Schleswig-Holstein #Hyggepost aus Dänemark: Oldtimerparade mit Hyggefaktor
Unsere Kolumnistin Simone Mischke lebt in Dänemark und schreibt über ihren Alltag. Etwa die Sache mit den Autos, besonders mit den Oldtimer-Schätzchen, die einmal im Jahr gezeigt werden - und was das mit Hygge zu tun hat.
Man kann wirklich nicht sagen, dass nichts los ist in unserem kleinen Städtchen Gråsten. Immerhin haben wir hier regelmäßig die Königsfamilie zu Gast, die Sommerurlaub in ihrem malerischen Sommerschloss am See macht. Und vor drei Jahren flitzten sogar die Radrennfahrer der Tour de France durch unsere Stadt und weitere Teile Sønderjyllands. Mehrere Stunden warten für einen gefühlt fünf-Sekunden-Blick auf die Sportler. Beim nächsten Event Ende Mai wird das ganz anders laufen. Das Haus verlassen können wir aber auch dann nur zu Fuß: Mit dem Auto ist dann kein Durchkommen mehr.

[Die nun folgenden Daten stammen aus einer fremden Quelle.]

impl ConnectionShared {
    /// Waits until operations may run against this connection.
    pub(crate) async fn wait_until_ready(&self) -> DocumentStoreResult<()> {
        let receiver = {
            let mut lifecycle = self.lifecycle.lock();

            match lifecycle.state {
                ConnectionState::Connected if lifecycle.draining => lifecycle.pending.push(),
                ConnectionState::Connected => return Ok(()),
                ConnectionState::Connecting if self.buffer_commands => lifecycle.pending.push(),
                ConnectionState::Disconnected if lifecycle.client.is_none() => {
                    return Err(DocumentStoreError::ConnectionUnavailable(
                        "connection is not open".into(),
                    ));
                }
                _ => return Ok(()),
            }
        };

        tracing::debug!("operation deferred until the connection is ready");

        let turn = receiver
            .await
            .map_err(|_| DocumentStoreError::ConnectionUnavailable("connection attempt was abandoned".into()))??;

        // Wakes the next waiter.
        drop(turn);

        Ok(())
    }

    /// Waits for readiness and returns the attached client.
    pub(crate) async fn ready_client(&self) -> DocumentStoreResult<Arc<dyn DocumentClient>> {
        self.wait_until_ready().await?;

        self.lifecycle
            .lock()
            .client
            .clone()
            .ok_or_else(|| DocumentStoreError::ConnectionUnavailable("no client is attached".into()))
    }

    fn begin_connecting(&self) -> DocumentStoreResult<()> {
        let mut lifecycle = self.lifecycle.lock();

        if lifecycle.state != ConnectionState::Disconnected {
            return Err(DocumentStoreError::invalid_state(
                ConnectionState::Disconnected,
                lifecycle.state,
            ));
        }

        lifecycle.state.transition(ConnectionState::Connecting)?;
        tracing::debug!(state = %lifecycle.state, "connection state changed");

        Ok(())
    }

    async fn resolve_client(
        &self,
        uri: &str,
        options: &OpenOptions,
    ) -> DocumentStoreResult<(ConnectionDescriptor, Arc<dyn DocumentClient>)> {
        let descriptor = self
            .resolver
            .resolve_descriptor(uri, options.credentials.as_ref())
            .await?;

        if options.init_logging {
            logging::init(descriptor.log_level_filter());
        }

        let client = self.connector.connect(&descriptor).await?;

        Ok((descriptor, client))
    }

    fn attach(&self, descriptor: ConnectionDescriptor, client: Arc<dyn DocumentClient>) -> DocumentStoreResult<()> {
        let keyspace = descriptor.keyspace().to_string();
        let waiting = {
            let mut lifecycle = self.lifecycle.lock();

            lifecycle.state.transition(ConnectionState::Connected)?;
            lifecycle.client = Some(client);
            lifecycle.descriptor = Some(Arc::new(descriptor));
            lifecycle.draining = !lifecycle.pending.is_empty();
            lifecycle.pending.len()
        };

        tracing::info!(keyspace = %keyspace, released = waiting, "connection established");
        if waiting > 0 {
            Turn::pass(self.lifecycle.clone());
        }

        Ok(())
    }

    fn fail(&self, reason: &str) {
        let waiters = {
            let mut lifecycle = self.lifecycle.lock();

            if lifecycle.state.transition(ConnectionState::Disconnected).is_err() {
                return;
            }
            lifecycle.pending.take()
        };

        tracing::debug!(reason, rejected = waiters.len(), "connection attempt failed");
        waiters.reject_all(reason);
    }
}

/// Falls back to `Disconnected` if a connection attempt ends without settling,
/// e.g. when the `open` future is dropped.
struct ConnectingGuard<'a> {
    shared: &'a ConnectionShared,
    settled: bool,
}

impl<'a> ConnectingGuard<'a> {
    fn new(shared: &'a ConnectionShared) -> Self {
        Self { shared, settled: false }
    }

    fn connected(mut self, descriptor: ConnectionDescriptor, client: Arc<dyn DocumentClient>) -> DocumentStoreResult<()> {
        self.settled = true;
        self.shared.attach(descriptor, client)
    }

    fn failed(mut self, err: &DocumentStoreError) {
        self.settled = true;
        self.shared.fail(&err.to_string());
    }
}

impl Drop for ConnectingGuard<'_> {
    fn drop(&mut self) {
        if !self.settled {
            self.shared.fail("connection attempt was abandoned");
        }
    }
}


/// Capabilities of a stateful document connection.
#[async_trait]
pub trait DocumentConnection: Send + Sync {
    /// Opens the connection described by `uri`.
    async fn open(&self, uri: &str, options: OpenOptions) -> DocumentStoreResult<()>;

    /// Closes the connection.
    async fn close(&self) -> DocumentStoreResult<()>;

    /// Returns the handle of the collection called `name`.
    fn collection(&self, name: &str) -> Arc<CollectionHandle>;

    async fn create_collection(&self, name: &str, options: CollectionOptions) -> DocumentStoreResult<()>;

    async fn drop_collection(&self, name: &str) -> DocumentStoreResult<()>;

    /// Resolves once operations may run against the connection.
    async fn wait_until_ready(&self) -> DocumentStoreResult<()>;
}


/// A connection to a remote document store.
///
/// Cloning is cheap; clones share state, pending operations and collection
/// handles.
#[derive(Debug, Clone)]
pub struct Connection {
    inner: Arc<ConnectionShared>,
}

impl Connection {
    pub fn builder() -> ConnectionBuilder {
        ConnectionBuilder::default()
    }

    /// Opens the connection.
    ///
    /// Parses `uri`, exchanges credentials for a token when the URI has none,
    /// and attaches a client. Operations issued meanwhile are deferred and
    /// released once the connection is established.
    ///
    /// # Arguments
    ///
    /// * `uri` - `scheme://host[:port]/{keyspace}?applicationToken=..&baseApiPath=..&logLevel=..`
    /// * `options` - Credentials and logging bootstrap
    ///
    /// # Errors
    ///
    /// - [`DocumentStoreError::InvalidState`] if the connection is not `Disconnected`.
    /// - [`DocumentStoreError::Validation`] for malformed URIs.
    /// - [`DocumentStoreError::AuthExchange`] if the credential exchange fails.
    ///
    /// On failure the connection returns to `Disconnected` and deferred
    /// operations fail with [`DocumentStoreError::ConnectionUnavailable`].
    pub async fn open(&self, uri: &str, options: OpenOptions) -> DocumentStoreResult<()> {
        execute_operation(self.open_connection(uri, options), None).await
    }

    /// [`open`](Self::open), settling through `callback`.
    pub async fn open_with(&self, uri: &str, options: OpenOptions, callback: Callback<()>) -> DocumentStoreResult<()> {
        execute_operation(self.open_connection(uri, options), Some(callback)).await
    }

    async fn open_connection(&self, uri: &str, options: OpenOptions) -> DocumentStoreResult<()> {
        self.inner.begin_connecting()?;
        let guard = ConnectingGuard::new(&self.inner);

        match self.inner.resolve_client(uri, &options).await {
            Ok((descriptor, client)) => guard.connected(descriptor, client),
            Err(err) => {
                guard.failed(&err);
                Err(err)
            }
        }
    }

    /// Closes the connection.
    ///
    /// A `Connected` connection moves to `Disconnecting`. There is nothing to
    /// tear down, so this always succeeds.
    pub async fn close(&self) -> DocumentStoreResult<()> {
        execute_operation(async { self.close_connection() }, None).await
    }

    /// [`close`](Self::close), settling through `callback`.
    pub async fn close_with(&self, callback: Callback<()>) -> DocumentStoreResult<()> {
        execute_operation(async { self.close_connection() }, Some(callback)).await
    }

    fn close_connection(&self) -> DocumentStoreResult<()> {
        let mut lifecycle = self.inner.lifecycle.lock();

        if lifecycle.state == ConnectionState::Connected {
            lifecycle.state.transition(ConnectionState::Disconnecting)?;
            tracing::info!("connection closed");
        }

        Ok(())
    }

    /// Returns the handle of the collection called `name`, creating it on
    /// first use. Does not wait for the connection.
    pub fn collection(&self, name: &str) -> Arc<CollectionHandle> {
        self.inner
            .registry
            .get_or_create(name, &Arc::downgrade(&self.inner))
    }

    /// Creates a collection once the connection is ready.
    pub async fn create_collection(&self, name: &str, options: CollectionOptions) -> DocumentStoreResult<()> {
        execute_operation(self.remote_create(name, &options), None).await
    }

    /// [`create_collection`](Self::create_collection), settling through `callback`.
    pub async fn create_collection_with(
        &self,
        name: &str,
        options: CollectionOptions,
        callback: Callback<()>,
    ) -> DocumentStoreResult<()> {
        execute_operation(self.remote_create(name, &options), Some(callback)).await
    }

    async fn remote_create(&self, name: &str, options: &CollectionOptions) -> DocumentStoreResult<()> {
        self.inner
            .ready_client()
            .await?
            .create_collection(name, options)
            .await
    }

    /// Drops a collection once the connection is ready.
    ///
    /// # Errors
    ///
    /// Returns [`DocumentStoreError::CollectionNotFound`] if there is no such collection.
    pub async fn drop_collection(&self, name: &str) -> DocumentStoreResult<()> {
        execute_operation(self.remote_drop(name), None).await
    }

    /// [`drop_collection`](Self::drop_collection), settling through `callback`.
    pub async fn drop_collection_with(&self, name: &str, callback: Callback<()>) -> DocumentStoreResult<()> {
        execute_operation(self.remote_drop(name), Some(callback)).await
    }

    async fn remote_drop(&self, name: &str) -> DocumentStoreResult<()> {
        self.inner
            .ready_client()
            .await?
            .drop_collection(name)
            .await
    }

    /// Lists the collections of the keyspace once the connection is ready.
    pub async fn list_collections(&self) -> DocumentStoreResult<Vec<String>> {
        execute_operation(
            async { self.inner.ready_client().await?.list_collections().await },
            None,
        )
        .await
    }

    /// Resolves once operations may run against the connection.
    ///
    /// # Errors
    ///
    /// Returns [`DocumentStoreError::ConnectionUnavailable`] if the connection
    /// was never opened, or if the attempt it waited on failed.
    pub async fn wait_until_ready(&self) -> DocumentStoreResult<()> {
        self.inner.wait_until_ready().await
    }

    pub fn state(&self) -> ConnectionState {
        self.inner.lifecycle.lock().state
    }

    /// The descriptor of the last successful `open`.
    pub fn descriptor(&self) -> Option<Arc<ConnectionDescriptor>> {
        self.inner.lifecycle.lock().descriptor.clone()
    }

    /// Number of operations waiting for the connection.
    pub fn pending_operations(&self) -> usize {
        self.inner.lifecycle.lock().pending.len()
    }

    pub fn registry(&self) -> &CollectionRegistry {
        &self.inner.registry
    }
}
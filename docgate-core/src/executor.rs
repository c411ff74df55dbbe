//! Uniform execution of asynchronous operations.
//!
//! Every public operation of the connection layer funnels through
//! [`execute_operation`]. It gives callers two equivalent styles:
//!
//! - **direct**: no callback; the outcome is the returned `Result`.
//! - **callback**: a [`Callback`] receives `(error, result)` exactly once.
//!
//! Failures are logged once at error level in both styles.
//!
//! # Example
//!
//! ```ignore
//! use docgate_core::executor::{execute_operation, Callback};
//!
//! let callback: Callback<Vec<String>> = Box::new(|err, names| {
//!     if let Some(err) = err {
//!         eprintln!("listing failed: {err}");
//!     } else {
//!         println!("{names:?}");
//!     }
//! });
//!
//! execute_operation(client.list_collections(), Some(callback)).await?;
//! ```

use std::future::Future;

use crate::error::{DocumentStoreError, DocumentStoreResult};

/// A completion callback. Receives the error on failure (with a default
/// result) or `None` and the result on success.
pub type Callback<T> = Box<dyn FnOnce(Option<DocumentStoreError>, T) + Send + 'static>;

/// Runs `operation` once and settles it according to the caller's style.
///
/// With a callback, the callback is invoked exactly once and the function
/// settles with `Ok(T::default())`, since the callback is the only outcome
/// channel. Without a callback, the result is returned or the error is
/// returned as `Err`.
///
/// A failure is logged exactly once at error level regardless of style.
pub async fn execute_operation<T, Fut>(operation: Fut, callback: Option<Callback<T>>) -> DocumentStoreResult<T>
where
    T: Default,
    Fut: Future<Output = DocumentStoreResult<T>>,
{
    let outcome = operation.await;

    if let Err(err) = &outcome {
        tracing::error!(error = %err, "operation failed");
    }

    match callback {
        Some(callback) => {
            match outcome {
                Ok(result) => callback(None, result),
                Err(err) => callback(Some(err), T::default()),
            }
            Ok(T::default())
        }
        None => outcome,
    }
}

Oldtimer tuckern durch die Stadt
Es ist schon eine Tradition, dass sie immer am letzten Sonnabend im Mai zum Spielen raus dürfen. Beziehungsweise, um alle Blicke auf sich zu ziehen. Seit 34 Jahren findet das große Oldtimertreffen, das "Oldtimerløbet", im Herzen Gråstens statt. Dann wird der Ringreiterplatz des Ortes zum Schauplatz der Eitelkeiten auf zwei und mehr Rädern. Designklassiker aus Frankreich, Italien und Deutschland - wuchtige Schlitten aus den USA. Motorräder, Roller, Autos, Traktoren und Lkw. Auch der leuchtend rote, historische Löschzug der Feuerwehr in Flensburg war schon mit dabei. Insgesamt sind mehr als 1.000 Fahrzeuge aufgereiht auf dem Ringreiterplatz - und natürlich unterwegs auf den Straßen. Highlight der Oldtimershow ist das grenzüberschreitende "Oldtimerløbet", das Oldtimerrennen von Gråsten nach Flensburg und wieder zurück.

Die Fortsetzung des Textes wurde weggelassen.